Pilot scheme giving families a fortnight to leave the UK “voluntarily” has not been successful so fa

A pilot scheme aimed at ending child detention in the UK through voluntary deportation has not had much success so far, according to a report by the BBC.

The scheme involves giving families with children two weeks to leave the country "voluntarily", with leeway for officials to give orders for a family to leave on a specific day.

In the pilot, 113 families in the north-west of England and London were invited to special family conferences at which they are told that they had to make arrangements to leave.

Documents seen by the BBC show that just one family has so far been successfully removed voluntarily. Two families accepted resettlement packages, and another two that refused to comply were taken into detention and subsequently deported.

It will be easy for the populist right to argue that the apparently low rate of removal indicates that the scheme is a failure and there is no effective alternative to detention.

However, the numbers in the document in fact tell a different story. Just three families – and remember this is out of a total of 113 – went on the run or cut contact with officials.

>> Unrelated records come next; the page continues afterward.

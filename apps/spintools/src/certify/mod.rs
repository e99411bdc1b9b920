//! Directory certifier: walk a tree, fingerprint Spin/Spin2 sources, and
//! index them by name and by content.
//!
//! All indices are owned by a `Certifier` value so a scan can be repeated
//! (or run several times in one test process) without shared state.
//!
//! Traversal order is deterministic:
//! - entries at each level are sorted case-insensitively (exact name breaks ties);
//! - a directory's certifiable files are recorded before its sub-directories
//!   are visited;
//! - sub-directories whose name starts with `.` are never entered;
//! - symbolic links to directories are not followed, links to files are read.

pub mod hash;
pub mod marks;
pub mod report;

use crate::error::CertifyError;
use std::cmp::Ordering;
use std::collections::{BTreeMap, BTreeSet, HashMap};
use std::fs;
use std::io;
use std::path::{Path, PathBuf};
use walkdir::{DirEntry, WalkDir};

pub type Result<T> = std::result::Result<T, CertifyError>;

/// Sequence number and occurrence count for one filename.
#[derive(Debug, Clone, Copy, PartialEq, Eq)]
pub struct NameStat {
    pub seq: usize,
    pub count: usize,
}

/// A certifiable file found in a listed directory.
#[derive(Debug, Clone, PartialEq, Eq)]
pub struct ListedFile {
    pub name: String,
    pub hash: Option<String>,
}

/// One registry entry: a directory holding at least one certifiable file.
#[derive(Debug, Clone)]
pub struct DirectoryListing {
    pub number: usize,
    pub depth: usize,
    pub path: PathBuf,
    pub display_path: String,
    pub files: Vec<ListedFile>,
}

/// Scanner state: name occurrences, hash groups and the directory registry.
#[derive(Debug, Clone)]
pub struct Certifier {
    extensions: Vec<String>,
    root_alias: String,
    next_seq: usize,
    names: HashMap<String, NameStat>,
    versions: HashMap<String, BTreeSet<String>>,
    hashes: BTreeMap<String, Vec<String>>,
    directories: Vec<DirectoryListing>,
}

/// Case-insensitive ordering with an exact-name tie break.
pub fn casefold_cmp(a: &str, b: &str) -> Ordering {
    a.to_lowercase()
        .cmp(&b.to_lowercase())
        .then_with(|| a.cmp(b))
}

impl Certifier {
    pub fn new(extensions: &[String], root_alias: &str) -> Self {
        Certifier {
            extensions: extensions
                .iter()
                .map(|e| format!(".{}", e.trim_start_matches('.')))
                .collect(),
            root_alias: root_alias.to_string(),
            next_seq: 1,
            names: HashMap::new(),
            versions: HashMap::new(),
            hashes: BTreeMap::new(),
            directories: Vec::new(),
        }
    }

    /// True when `name` ends with one of the configured extensions.
    pub fn is_certifiable(&self, name: &str) -> bool {
        self.extensions
            .iter()
            .any(|ext| name.len() > ext.len() && name.ends_with(ext.as_str()))
    }

    /// Walk `root` and populate all indices.
    pub fn scan(&mut self, root: &Path) -> Result<()> {
        if !root.is_dir() {
            return Err(CertifyError::RootNotFound(root.to_path_buf()));
        }
        let root_name = root
            .file_name()
            .map(|n| n.to_string_lossy().to_string())
            .unwrap_or_default();
        let mut segments: Vec<String> = Vec::new();

        let walker = WalkDir::new(root)
            .follow_links(false)
            .sort_by(walk_order)
            .into_iter()
            .filter_entry(|e| e.depth() == 0 || !is_hidden_dir(e));
        for entry in walker {
            let entry = entry.map_err(|e| walk_error(root, e))?;
            let depth = entry.depth();
            let file_type = entry.file_type();
            if file_type.is_dir() {
                segments.truncate(depth);
                segments.push(if depth == 0 {
                    root_name.clone()
                } else {
                    entry.file_name().to_string_lossy().to_string()
                });
                tracing::info!(folder = %entry.path().display(), "scanning folder");
                continue;
            }
            if file_type.is_symlink() {
                match fs::metadata(entry.path()) {
                    Ok(md) if md.is_file() => {}
                    Ok(md) if md.is_dir() => {
                        tracing::debug!(link = %entry.path().display(), "not following directory link");
                        continue;
                    }
                    _ => {
                        tracing::warn!(entry = %entry.path().display(), "skipping unknown entry type");
                        continue;
                    }
                }
            } else if !file_type.is_file() {
                tracing::warn!(entry = %entry.path().display(), "skipping unknown entry type");
                continue;
            }

            let name = entry.file_name().to_string_lossy().to_string();
            if !self.is_certifiable(&name) {
                continue;
            }
            segments.truncate(depth);
            let dir = entry.path().parent().unwrap_or(root);
            let display_path = self.display_path(&segments);
            let number = self.directory_number(dir, depth.saturating_sub(1), &display_path);
            let hash = match hash::content_hash(entry.path()) {
                Ok(h) => Some(h),
                Err(e) => {
                    tracing::warn!(file = %entry.path().display(), error = %e, "unable to hash file");
                    None
                }
            };
            self.record(&name, hash.as_deref());
            self.directories[number - 1].files.push(ListedFile { name, hash });
        }
        Ok(())
    }

    /// Register one sighting of a certifiable file.
    pub fn record(&mut self, name: &str, hash: Option<&str>) {
        match self.names.get_mut(name) {
            Some(stat) => stat.count += 1,
            None => {
                self.names.insert(
                    name.to_string(),
                    NameStat {
                        seq: self.next_seq,
                        count: 1,
                    },
                );
                self.next_seq += 1;
            }
        }
        if let Some(h) = hash {
            let group = self.hashes.entry(h.to_string()).or_default();
            if !group.iter().any(|n| n == name) {
                group.push(name.to_string());
            }
            self.versions
                .entry(name.to_string())
                .or_default()
                .insert(h.to_string());
        }
    }

    /// Number for `dir`, assigning the next one on first sight.
    fn directory_number(&mut self, dir: &Path, depth: usize, display_path: &str) -> usize {
        if let Some(pos) = self.directories.iter().position(|d| d.path == dir) {
            return pos + 1;
        }
        self.directories.push(DirectoryListing {
            number: self.directories.len() + 1,
            depth,
            path: dir.to_path_buf(),
            display_path: display_path.to_string(),
            files: Vec::new(),
        });
        self.directories.len()
    }

    /// Report path for a directory: segments joined by `/`. A scan root named
    /// like the root alias contributes an empty segment; deeper directories
    /// with that name are kept as written.
    fn display_path(&self, segments: &[String]) -> String {
        let joined = segments
            .iter()
            .enumerate()
            .map(|(i, s)| {
                if i == 0 && *s == self.root_alias {
                    ""
                } else {
                    s.as_str()
                }
            })
            .collect::<Vec<_>>()
            .join("/");
        if joined.is_empty() {
            "/".to_string()
        } else {
            joined
        }
    }

    pub fn directories(&self) -> &[DirectoryListing] {
        &self.directories
    }

    pub fn name_stat(&self, name: &str) -> Option<NameStat> {
        self.names.get(name).copied()
    }

    /// All filenames with their stats, sorted case-insensitively.
    pub fn names_sorted(&self) -> Vec<(&str, NameStat)> {
        let mut v: Vec<(&str, NameStat)> =
            self.names.iter().map(|(k, s)| (k.as_str(), *s)).collect();
        v.sort_by(|a, b| casefold_cmp(a.0, b.0));
        v
    }

    /// Number of distinct content hashes seen for `name`.
    pub fn unique_versions(&self, name: &str) -> usize {
        self.versions.get(name).map(|s| s.len()).unwrap_or(0)
    }

    pub fn distinct_names(&self) -> usize {
        self.names.len()
    }

    pub fn distinct_hashes(&self) -> usize {
        self.hashes.len()
    }

    pub fn names_for_hash(&self, hash: &str) -> &[String] {
        self.hashes.get(hash).map(|v| v.as_slice()).unwrap_or(&[])
    }

    /// Hashes produced by two or more distinct filenames, ordered by their
    /// first filename (case-insensitive) then by hash.
    pub fn shared_hashes(&self) -> Vec<(&str, &[String])> {
        let mut v: Vec<(&str, &[String])> = self
            .hashes
            .iter()
            .filter(|(_, names)| names.len() > 1)
            .map(|(h, names)| (h.as_str(), names.as_slice()))
            .collect();
        v.sort_by(|a, b| casefold_cmp(&a.1[0], &b.1[0]).then_with(|| a.0.cmp(b.0)));
        v
    }
}

/// Files before sub-directories, each group sorted case-insensitively.
fn walk_order(a: &DirEntry, b: &DirEntry) -> Ordering {
    a.file_type()
        .is_dir()
        .cmp(&b.file_type().is_dir())
        .then_with(|| casefold_cmp(&a.file_name().to_string_lossy(), &b.file_name().to_string_lossy()))
}

fn is_hidden_dir(entry: &DirEntry) -> bool {
    entry.file_type().is_dir() && entry.file_name().to_string_lossy().starts_with('.')
}

fn walk_error(root: &Path, err: walkdir::Error) -> CertifyError {
    let path = err
        .path()
        .map(Path::to_path_buf)
        .unwrap_or_else(|| root.to_path_buf());
    CertifyError::io(path, io::Error::from(err))
}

Most of the others used their freedom to go through the courts or the appeals system to fight their removal legally.

The findings highlight a problem with the asylum system that goes beyond questions of detention: the vast majority of people seeking asylum are not given anything resembling a fair hearing. A substantial proportion of asylum cases that are rejected the first time round are won on appeal, causing not only trauma to the person in question, but unnecessary cost to the taxpayer.

This existing problem is set to deteriorate further, thanks to fast-tracked asylum applications, cuts to legal aid which have already made it difficult to find a lawyer to take on appeal cases in many areas, and these quick-turnaround deportations.

In this context, it seems brutal that officials are proposing tougher measures (outlined in the same document), such as "ensured return", and "non-detained" accommodation near airports, which frankly sound rather like deportation and detention by different names. Other suggested tactics include electronic tagging and arresting one parent in order to force other family members to board a flight (how's that for "moral outrage", Nick Clegg?)

The commitment to end child detention is hollow if it is simply replaced with similarly punitive and non-humane methods. According to the Children's Society, evidence from abroad shows that families leave voluntarily if they feel they have had a fair hearing.

The answer is not imprisonment, or rushed removals to potentially dangerous situations, but an asylum process that, from start to finish, adheres to basic standards of justice.

Samira Shackle is a freelance journalist, who tweets @samirashackle. She was formerly a staff writer for the New Statesman.

Jeremy Corbyn delivers a speech on the arts in north London on September 1, 2015. Photograph: Getty Images.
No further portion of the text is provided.